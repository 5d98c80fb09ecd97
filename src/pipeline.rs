//! Pipeline coordinating the linear update workflow
//!
//! parse → relationships → filter → patch → (optional) npm install
//!
//! Owns all human-readable progress output; machine-readable output is
//! handled by the caller through the returned [`RunSummary`].

use crate::cli::CliArgs;
use crate::domain::UpdateRecord;
use crate::error::{AppError, InstallError, ManifestError};
use crate::installer::InstallRunner;
use crate::manifest::{self, AppliedUpdate, PatchResult};
use crate::progress::Progress;
use crate::report::{parse_relationships, parse_report};
use crate::update::{partition_updates, TransitiveUpdate};
use colored::Colorize;
use serde::Serialize;
use std::fs;
use std::path::{Path, PathBuf};

/// Maximum number of security advisory lines echoed after a run
const MAX_SECURITY_FIXES_SHOWN: usize = 5;

/// Display truncation width for advisory lines
const SECURITY_FIX_WIDTH: usize = 100;

/// Configuration for a pipeline run
#[derive(Debug, Clone)]
pub struct PipelineOptions {
    /// Path to the package.json to patch
    pub manifest_path: PathBuf,
    /// Never run npm install
    pub skip_install: bool,
    /// Compute everything but write nothing
    pub dry_run: bool,
    /// Suppress informational output
    pub quiet: bool,
    /// Extra diagnostics on stderr
    pub verbose: bool,
}

impl PipelineOptions {
    /// Build options from parsed CLI arguments
    pub fn from_cli(args: &CliArgs) -> Self {
        Self {
            manifest_path: args.manifest_path(),
            skip_install: args.skip_install,
            dry_run: args.dry_run,
            // json output must not be interleaved with progress text
            quiet: args.quiet || args.json,
            verbose: args.verbose,
        }
    }
}

/// Machine-readable summary of a completed run
#[derive(Debug, Clone, Serialize)]
pub struct RunSummary {
    /// Total dependency changes found in the report
    pub updates_found: usize,
    /// Records classified for direct application
    pub direct: Vec<UpdateRecord>,
    /// Records arriving transitively through parent packages
    pub transitive: Vec<TransitiveUpdate>,
    /// Rewrites applied to the manifest
    pub applied: Vec<AppliedUpdate>,
    /// Platform-specific "add" packages skipped
    pub skipped_platform: Vec<String>,
    /// "add" packages that may appear as indirect dependencies
    pub indirect: Vec<String>,
    /// Whether the manifest was (or in dry-run, would be) modified
    pub modified: bool,
    /// Whether npm install was executed
    pub install_ran: bool,
    /// Whether this was a dry run
    pub dry_run: bool,
    /// Advisory lines collected from the report
    pub security_fixes: Vec<String>,
}

/// Run the full update pipeline over raw report text
pub fn run(
    report_text: &str,
    options: &PipelineOptions,
    installer: &dyn InstallRunner,
) -> Result<RunSummary, AppError> {
    let say = |line: String| {
        if !options.quiet {
            println!("{}", line);
        }
    };

    say(format!("🚀 {}\n", "scanup dependency updater".bold()));
    say("📋 Parsing scan report...".to_string());

    let report = parse_report(report_text);
    let relationships = parse_relationships(report_text);

    if report.is_empty() {
        say("  ℹ️  No dependency updates found in report".to_string());
        return Ok(RunSummary {
            updates_found: 0,
            direct: Vec::new(),
            transitive: Vec::new(),
            applied: Vec::new(),
            skipped_platform: Vec::new(),
            indirect: Vec::new(),
            modified: false,
            install_ran: false,
            dry_run: options.dry_run,
            security_fixes: report.security_fixes,
        });
    }

    let updates_found = report.updates.len();
    say(format!("  📦 Found {} dependency changes\n", updates_found));
    say("🔍 Analyzing dependency relationships...".to_string());

    let outcome = partition_updates(report.updates, &relationships);
    for transitive in &outcome.transitive {
        say(format!(
            "  ℹ️  {} will be updated transitively through: {}",
            transitive.package,
            transitive.chain_display()
        ));
    }
    say(format!(
        "  📦 {} direct dependencies to update\n",
        outcome.direct.len()
    ));

    say(format!(
        "📝 Updating {}...",
        options.manifest_path.display()
    ));
    let patch = patch(options, &outcome.direct)?;
    report_patch(options, &patch, &say);

    let mut install_ran = false;
    if patch.modified() && !options.dry_run && !options.skip_install {
        run_install(options, installer, &say)?;
        install_ran = true;
    }

    if patch.modified() {
        if options.dry_run {
            say(format!("\n{} no files were changed", "(dry-run)".cyan()));
        } else {
            say("\n✨ Update complete!".to_string());
        }
        if !options.quiet {
            print_security_fixes(&report.security_fixes);
        }
    } else {
        say("\n  ℹ️  No updates were necessary".to_string());
    }

    Ok(RunSummary {
        updates_found,
        direct: outcome.direct,
        transitive: outcome.transitive,
        modified: patch.modified(),
        applied: patch.applied,
        skipped_platform: patch.skipped_platform,
        indirect: patch.indirect,
        install_ran,
        dry_run: options.dry_run,
        security_fixes: report.security_fixes,
    })
}

/// Patch the manifest, or compute the patch without writing in dry-run
fn patch(options: &PipelineOptions, direct: &[UpdateRecord]) -> Result<PatchResult, ManifestError> {
    let path = &options.manifest_path;
    if options.dry_run {
        let content =
            fs::read_to_string(path).map_err(|e| ManifestError::read_error(path.clone(), e))?;
        manifest::patch_manifest(&content, direct)
            .map_err(|e| ManifestError::parse_error(path.clone(), e.to_string()))
    } else {
        manifest::apply_to_file(path, direct)
    }
}

fn report_patch(options: &PipelineOptions, patch: &PatchResult, say: &impl Fn(String)) {
    let verb = if options.dry_run {
        "Would update"
    } else {
        "Updated"
    };
    for applied in &patch.applied {
        say(format!(
            "  ✅ {} {}: {} → {}",
            verb,
            applied.package,
            applied.old_range,
            applied.new_range.green()
        ));
    }
    for package in &patch.skipped_platform {
        say(format!(
            "  ⏭️  Skipping platform-specific package: {}",
            package
        ));
    }
    for package in &patch.indirect {
        say(format!(
            "  ℹ️  New package {} may be added as transitive dependency",
            package
        ));
    }
}

/// Run npm install in the manifest's directory; non-zero exit is fatal
fn run_install(
    options: &PipelineOptions,
    installer: &dyn InstallRunner,
    say: &impl Fn(String),
) -> Result<(), InstallError> {
    say("\n🔄 Running npm install to update dependencies...".to_string());

    let working_dir = options
        .manifest_path
        .parent()
        .filter(|p| !p.as_os_str().is_empty())
        .unwrap_or_else(|| Path::new("."));

    let mut progress = Progress::new(!options.quiet);
    progress.spinner("npm install");
    let outcome = installer.run_install(working_dir);
    progress.finish();

    if !outcome.success {
        return Err(InstallError::CommandFailed {
            stderr: outcome.stderr,
        });
    }

    if outcome.has_warnings() {
        say(format!("  ⚠️  npm install warnings: {}", outcome.stderr));
    }
    if options.verbose && !outcome.stdout.is_empty() {
        eprintln!("{}", outcome.stdout);
    }
    say("  ✅ Dependencies updated successfully".to_string());
    Ok(())
}

/// Echo up to five unique CVE lines, truncated for display
fn print_security_fixes(fixes: &[String]) {
    let mut unique: Vec<&String> = Vec::new();
    for fix in fixes {
        if fix.contains("CVE-") && !unique.contains(&fix) {
            unique.push(fix);
        }
    }
    if unique.is_empty() {
        return;
    }

    println!("\n🔒 Security fixes applied:");
    for fix in unique.into_iter().take(MAX_SECURITY_FIXES_SHOWN) {
        let truncated: String = fix.chars().take(SECURITY_FIX_WIDTH).collect();
        if truncated.len() < fix.len() {
            println!("  • {}...", truncated);
        } else {
            println!("  • {}", truncated);
        }
    }
}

■ The task:
Among the entries above, the line containing "let mut progress", the line containing "fn print_security_fixes(fixes: &[String])", and all lines between them are to be restated word for word; nothing else belongs in the reply.

■ Response area:
    let mut progress = Progress::new(!options.quiet);
    progress.spinner("npm install");
    let outcome = installer.run_install(working_dir);
    progress.finish();

    if !outcome.success {
        return Err(InstallError::CommandFailed {
            stderr: outcome.stderr,
        });
    }

    if outcome.has_warnings() {
        say(format!("  ⚠️  npm install warnings: {}", outcome.stderr));
    }
    if options.verbose && !outcome.stdout.is_empty() {
        eprintln!("{}", outcome.stdout);
    }
    say("  ✅ Dependencies updated successfully".to_string());
    Ok(())
}

/// Echo up to five unique CVE lines, truncated for display
fn print_security_fixes(fixes: &[String]) {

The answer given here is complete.